Fellowship / Fellows

Christina Warinner

  • 2023–2024
  • Social Sciences
  • Sally Starling Seaver Associate Professor
  • Harvard University
Portrait of Christina Warinner
Photo by Kevin Grady/Harvard Radcliffe Institute

Christina Warinner is the Sally Starling Seaver Associate Professor at Radcliffe and a John L. Loeb Associate Professor of the Social Sciences in the Harvard Faculty of Arts and Sciences. Her research group focuses on analysis of ancient DNA and proteins in order to reconstruct the human past. She has conducted groundbreaking studies on the evolution and changing ecology of the human microbiome—including publishing the oldest oral microbiome to date, from a 100,000-year-old Neanderthal—and published extensively on prehistoric migrations, the origins and spread of dairy pastoralism, and the biodiversity of the human gut microbiome.
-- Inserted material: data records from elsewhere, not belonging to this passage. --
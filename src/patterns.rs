// patterns.rs — Named seed patterns for deterministic runs and tests.
//
// Coordinates are (x, y) offsets from the pattern's top-left corner.
// `stamp` places a pattern at an origin on an existing grid; `seed`
// builds a fresh all-dead grid with one pattern on it.

use crate::grid::{Cell, Grid};

/// A fixed arrangement of live cells.
#[derive(Debug, Clone, Copy, PartialEq, Eq)]
pub struct Pattern {
    pub name: &'static str,
    /// Live cells as (x, y) offsets.
    pub cells: &'static [(usize, usize)],
    /// Oscillation period; 1 for still lifes.
    pub period: u32,
    /// Displacement per period, (dx, dy). Zero for anything that stays put.
    pub shift: (isize, isize),
}

impl Pattern {
    /// Bounding-box size (width, height).
    pub fn extent(&self) -> (usize, usize) {
        let w = self.cells.iter().map(|&(x, _)| x + 1).max().unwrap_or(0);
        let h = self.cells.iter().map(|&(_, y)| y + 1).max().unwrap_or(0);
        (w, h)
    }

    /// Absolute coordinates of the pattern placed at `origin`.
    pub fn cells_at(&self, origin: (usize, usize)) -> Vec<(usize, usize)> {
        self.cells
            .iter()
            .map(|&(x, y)| (origin.0 + x, origin.1 + y))
            .collect()
    }

    /// Write the pattern into `grid` at `origin`. Cells already alive stay alive.
    ///
    /// # Panics
    /// Panics if the pattern does not fit.
    pub fn stamp(&self, grid: &mut Grid, origin: (usize, usize)) {
        let (w, h) = self.extent();
        assert!(
            origin.0 + w <= grid.width() && origin.1 + h <= grid.height(),
            "pattern {} ({w}×{h}) at {origin:?} does not fit a {}×{} grid",
            self.name,
            grid.width(),
            grid.height(),
        );
        for (x, y) in self.cells_at(origin) {
            grid.set(x, y, Cell::Alive);
        }
    }

    /// A fresh `width × height` grid holding only this pattern at `origin`.
    pub fn seed(&self, width: usize, height: usize, origin: (usize, usize)) -> Grid {
        let mut grid = Grid::new(width, height);
        self.stamp(&mut grid, origin);
        grid
    }
}

/// Glider heading down-right: after 4 generations the same shape reappears
/// one cell further in x and y.
///
/// ```text
///   .#.
///   ..#
///   ###
/// ```
pub const GLIDER: Pattern = Pattern {
    name: "glider",
    cells: &[(1, 0), (2, 1), (0, 2), (1, 2), (2, 2)],
    period: 4,
    shift: (1, 1),
};

/// 2×2 block, the smallest still life.
pub const BLOCK: Pattern = Pattern {
    name: "block",
    cells: &[(0, 0), (1, 0), (0, 1), (1, 1)],
    period: 1,
    shift: (0, 0),
};

/// Horizontal blinker, period 2.
pub const BLINKER: Pattern = Pattern {
    name: "blinker",
    cells: &[(0, 0), (1, 0), (2, 0)],
    period: 2,
    shift: (0, 0),
};

/// Toad, period 2.
pub const TOAD: Pattern = Pattern {
    name: "toad",
    cells: &[(1, 0), (2, 0), (3, 0), (0, 1), (1, 1), (2, 1)],
    period: 2,
    shift: (0, 0),
};

/// Beacon, period 2.
pub const BEACON: Pattern = Pattern {
    name: "beacon",
    cells: &[(0, 0), (1, 0), (0, 1), (3, 2), (2, 3), (3, 3)],
    period: 2,
    shift: (0, 0),
};

/// R-pentomino: a methuselah that keeps evolving for over a thousand
/// generations. Useful as a long-running, non-periodic workload.
pub const R_PENTOMINO: Pattern = Pattern {
    name: "r-pentomino",
    cells: &[(1, 0), (2, 0), (0, 1), (1, 1), (1, 2)],
    period: 0,
    shift: (0, 0),
};

pub const ALL: &[Pattern] = &[GLIDER, BLOCK, BLINKER, TOAD, BEACON, R_PENTOMINO];

/// Look a pattern up by name (case-insensitive).
pub fn by_name(name: &str) -> Option<Pattern> {
    ALL.iter().copied().find(|p| p.name.eq_ignore_ascii_case(name))
}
During her fellowship, Warinner is exploring the phenomenon of lactose intolerance, its history of scientific study, and its unexpected ethnographic and archaeological paradoxes. She will seek to explain humanity’s complicated relationship with milk, from the ancient Near East and the steppes of Mongolia to supermarket shelves.

Warinner received a 2022 FEMS Journals Article Award and has been awarded grants from the European Research Council, the National Institutes of Health, and the National Science Foundation. She was featured among nine trailblazing women scientists by Science magazine in 2020 and in the Science News 2017 SN 10: Scientists to Watch list. Her work was included in Archaeology’s Top 10 Discoveries of 2019 and in Discover’s Top 100 Stories of 2014. She was a 2012 TED Fellow and a 2014 Kavli Fellow and serves as vice president of the board of trustees of the International Society for Biomolecular Archaeology. Warinner earned her PhD in anthropology from Harvard.